Apa Itu Keterasingan Manusia, dok. pribadi
Apa Itu Keterasingan Manusia, dok. pribadi

Sebaliknya, mengatasi keterasingan menyebabkan transparansi diri, keaslian, integritas pribadi, dan solidaritas. Dilihat dari akhir setiap cerita, narasi alkitabiah dan mitologi sering membuat tahun-tahun pengembaraan tampak seperti apa yang dalam doktrin Kristen disebut felix culpa, yaitu "rasa bersalah yang bahagia". Sejauh ini keterasingan dapat dibenarkan sebagai episode yang diperlukan dalam peristiwa penebusan yang lebih lama di mana hilangnya kesatuan yang naif pada akhirnya memungkinkan kita mencapai bentuk keutuhan yang lebih tinggi dan lebih reflektif. Keterasingan dengan demikian akan ditafsirkan sebagai semacam teodisi di mana kejahatan parsial melayani kebaikan secara keseluruhan. Namun demikian, keadaan keterasingan akan sesuai dengan apa yang dikatakan GWF Hegel  Fenomenologi Pikiran/Roh (1807) disebut "kesadaran tidak bahagia". Dia masih akan lebih rendah dari keadaan rahmat pra-kejatuhan dan keadaan keselamatan pasca-kejatuhan. Apa pun fungsinya dalam keseluruhan narasi penebusan, korban mereka akan merindukan kepulangan yang akan mengakhiri keterasingan.
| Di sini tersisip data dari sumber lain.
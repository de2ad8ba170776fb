/*!
Baked rotation clips and a small mixer to play them on a [Scene].

Only rotation tracks are supported. Keyframe rotations are relative to the bound
node's rest rotation, the same convention [crate::scene::Transform] uses.
*/

use glam::{EulerRot, Quat, Vec3};
use log::debug;
use once_cell::sync::Lazy;
use regex::Regex;
use serde::{Deserialize, Serialize};

use crate::scene::{NodeId, Scene};

static UPPER_BODY: Lazy<Regex> = Lazy::new(|| {
    Regex::new("(?i)shoulder|upperarm|lowerarm|forearm|hand|thumb|index|middle|ring|pinky")
        .expect("built-in pattern must compile")
});

#[derive(Debug, Clone, Copy, PartialEq, Serialize, Deserialize)]
pub struct Keyframe {
    pub time: f32,
    pub rotation: Quat,
}

#[derive(Debug, Clone, PartialEq, Serialize, Deserialize)]
pub struct Track {
    /// Name of the node this track animates.
    pub target: String,
    /// Sorted by time.
    pub keyframes: Vec<Keyframe>,
}

impl Track {
    /// Linear (slerp) sample, clamped to the first and last keyframe.
    pub fn sample(&self, time: f32) -> Option<Quat> {
        let first = self.keyframes.first()?;
        let last = self.keyframes.last()?;

        if time.is_nan() || time <= first.time {
            return Some(first.rotation);
        }
        if time >= last.time {
            return Some(last.rotation);
        }

        let next = self.keyframes.partition_point(|k| k.time <= time);
        let (a, b) = (&self.keyframes[next - 1], &self.keyframes[next]);
        let span = b.time - a.time;
        if span <= f32::EPSILON {
            return Some(b.rotation);
        }

        Some(a.rotation.slerp(b.rotation, (time - a.time) / span))
    }
}

#[derive(Debug, Clone, PartialEq, Serialize, Deserialize)]
pub struct AnimationClip {
    pub name: String,
    /// Seconds.
    pub duration: f32,
    pub tracks: Vec<Track>,
}

impl AnimationClip {
    /// Copy of this clip limited to shoulder, arm, hand and finger tracks.
    ///
    /// Returns [None] when no track survives the filter.
    pub fn upper_body(&self) -> Option<AnimationClip> {
        let tracks = self
            .tracks
            .iter()
            .filter(|t| UPPER_BODY.is_match(&t.target))
            .cloned()
            .collect::<Vec<_>>();
        if tracks.is_empty() {
            return None;
        }

        Some(AnimationClip {
            name: format!("{}_upper", self.name),
            duration: self.duration,
            tracks,
        })
    }
}

/// Handle to an action inside an [AnimationMixer].
#[derive(Debug, Clone, Copy, PartialEq, Eq, Hash)]
pub struct ActionId(usize);

/// A looping clip bound to scene nodes.
#[derive(Debug, Clone)]
pub struct ClipAction {
    clip: AnimationClip,
    /// Parallel to `clip.tracks`, [None] for tracks without a matching node.
    bindings: Vec<Option<NodeId>>,
    time: f32,
    pub weight: f32,
    pub time_scale: f32,
}

impl ClipAction {
    pub fn clip(&self) -> &AnimationClip {
        &self.clip
    }

    pub fn time(&self) -> f32 {
        self.time
    }

    /// Number of tracks that found a node to animate.
    pub fn bound_tracks(&self) -> usize {
        self.bindings.iter().filter(|v| v.is_some()).count()
    }

    fn advance(&mut self, dt: f32) {
        self.time += dt * self.time_scale;
        if self.clip.duration > 0.0 && self.time.is_finite() {
            self.time = self.time.rem_euclid(self.clip.duration);
        } else {
            self.time = 0.0;
        }
    }
}

/// Plays [ClipAction]s and blends them by weight.
#[derive(Debug, Clone, Default)]
pub struct AnimationMixer {
    actions: Vec<ClipAction>,
}

impl AnimationMixer {
    pub fn new() -> Self {
        Self::default()
    }

    /// Bind `clip` to the nodes of `scene` by name and start it looping.
    pub fn add_action(&mut self, clip: AnimationClip, scene: &Scene, weight: f32) -> ActionId {
        let bindings = clip
            .tracks
            .iter()
            .map(|t| scene.find(&t.target))
            .collect::<Vec<_>>();

        let action = ClipAction {
            clip,
            bindings,
            time: 0.0,
            weight,
            time_scale: 1.0,
        };
        debug!(
            "Playing clip {} with {}/{} tracks bound",
            action.clip.name,
            action.bound_tracks(),
            action.clip.tracks.len()
        );

        self.actions.push(action);

        ActionId(self.actions.len() - 1)
    }

    pub fn action(&self, id: ActionId) -> Option<&ClipAction> {
        self.actions.get(id.0)
    }

    pub fn action_mut(&mut self, id: ActionId) -> Option<&mut ClipAction> {
        self.actions.get_mut(id.0)
    }

    pub fn len(&self) -> usize {
        self.actions.len()
    }

    pub fn is_empty(&self) -> bool {
        self.actions.is_empty()
    }

    pub fn iter(&self) -> impl Iterator<Item = &ClipAction> {
        self.actions.iter()
    }

    /// Advance every action by `dt` and write the blended pose into `scene`.
    ///
    /// Nodes are only written when their total weight is positive. A total
    /// below 1 is blended with the rest pose.
    pub fn update(&mut self, dt: f32, scene: &mut Scene) {
        let mut poses: Vec<(NodeId, Quat, f32)> = vec![];

        for action in self.actions.iter_mut() {
            action.advance(dt);

            let weight = action.weight;
            if weight <= 0.0 {
                continue;
            }

            for (track, binding) in action.clip.tracks.iter().zip(action.bindings.iter()) {
                let (Some(id), Some(rotation)) = (binding, track.sample(action.time)) else {
                    continue;
                };

                match poses.iter_mut().find(|(v, _, _)| v == id) {
                    Some((_, acc, total)) => {
                        *total += weight;
                        *acc = acc.slerp(rotation, weight / *total);
                    }
                    None => poses.push((*id, rotation, weight)),
                }
            }
        }

        for (id, acc, total) in poses {
            let rotation = if total < 1.0 {
                Quat::IDENTITY.slerp(acc, total)
            } else {
                acc
            };

            if let Some(transform) = scene.transform_mut(id) {
                let (x, y, z) = rotation.to_euler(EulerRot::XYZ);
                transform.rotation = Vec3::new(x, y, z);
            }
        }
    }
}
 Faktor-faktor seperti itu tentu berperan, tetapi kita harus memeriksa tiga titik balik penting dalam sejarah. Yang pertama mengacu pada humanisme Marxis. Perwakilannya pernah menggunakan keterasingan sebagai penangkal yang menjanjikan untuk pretensi pseudo-ilmiah dan fetishisme ekonomi, yang di mata mereka membawa "materialisme dialektis" versi Soviet ke dalam keburukan. Secara historis ironis dalam dirinya sendiri  pada tahun 1960-an, ketika "alienasi" mendapatkan daya tarik bagi kaum Marxis, ketakutan baru muncul yang menumpulkan daya tarik istilah tersebut. Menurut para pengkritiknya, masyarakat kapitalis akhir menawarkan semacam kepuasan semu kepada yang tertundukkan

Kondisi inilah yang Max Horkheimer, Theodor W. Adorno menciptakan istilah "industri budaya" mereka: ia mengubur "kesadaran yang tidak bahagia" di bawah kesenangan budaya massa dan konsumsi, yang memastikan  mereka yang terasing tidak merasakan siksaan dari kondisi mereka. . Dalam The One-Dimensional Man (1964), filsuf Herbert Marcuse menyesalkan matinya "masyarakat industri maju": "Produktivitas dan efisiensinya, kemampuannya untuk meningkatkan dan menyebarkan kenyamanan, mengubah pemborosan menjadi kebutuhan dan kehancuran menjadi konstruksi," dia tulis Marcuse, "Sejauh mana peradaban ini mengubah dunia objek menjadi perpanjangan dari pikiran dan tubuh manusia bahkan membuat gagasan keterasingan dipertanyakan."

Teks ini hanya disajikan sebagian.